* [Source material]:
====
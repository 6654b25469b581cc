//! Configuration management for StayHub Core

use anyhow::{Context, Result};
use std::env;

/// Application configuration
#[derive(Debug, Clone)]
pub struct Config {
    /// HTTP server host
    pub http_host: String,
    /// HTTP server port
    pub http_port: u16,
    /// Database configuration
    pub database: DatabaseConfig,
    /// JWT configuration
    pub jwt: JwtConfig,
}

#[derive(Debug, Clone)]
pub struct DatabaseConfig {
    /// MongoDB connection string
    pub url: String,
    /// Database name holding the rooms/bookings/reviews collections
    pub name: String,
}

#[derive(Debug, Clone)]
pub struct JwtConfig {
    pub secret: String,
    pub issuer: String,
    pub access_token_ttl_secs: i64,
    pub private_key_pem: Option<String>,
    pub public_key_pem: Option<String>,
}

impl Config {
    /// Load configuration from environment variables
    pub fn from_env() -> Result<Self> {
        Ok(Self {
            http_host: env::var("HTTP_HOST").unwrap_or_else(|_| "0.0.0.0".to_string()),
            http_port: env::var("HTTP_PORT")
                .unwrap_or_else(|_| "5000".to_string())
                .parse()
                .context("Invalid HTTP_PORT")?,
            database: DatabaseConfig {
                url: env::var("MONGODB_URI").context("MONGODB_URI is required")?,
                name: env::var("MONGODB_DATABASE").unwrap_or_else(|_| "stayhub".to_string()),
            },
            jwt: JwtConfig {
                secret: env::var("JWT_SECRET").context("JWT_SECRET is required")?,
                issuer: env::var("JWT_ISSUER")
                    .unwrap_or_else(|_| "https://id.stayhub.app".to_string()),
                access_token_ttl_secs: env::var("JWT_ACCESS_TOKEN_TTL_SECS")
                    .unwrap_or_else(|_| "3600".to_string())
                    .parse()
                    .unwrap_or(3600),
                private_key_pem: env::var("JWT_PRIVATE_KEY")
                    .ok()
                    .map(|value| value.replace("\\n", "\n")),
                public_key_pem: env::var("JWT_PUBLIC_KEY")
                    .ok()
                    .map(|value| value.replace("\\n", "\n")),
            },
        })
    }

    /// HTTP bind address
    pub fn http_addr(&self) -> String {
        format!("{}:{}", self.http_host, self.http_port)
    }
}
====
Wherever the word "Option" occurs in the data above, copy the line it sits in.

    pub private_key_pem: Option<String>,
    pub public_key_pem: Option<String>,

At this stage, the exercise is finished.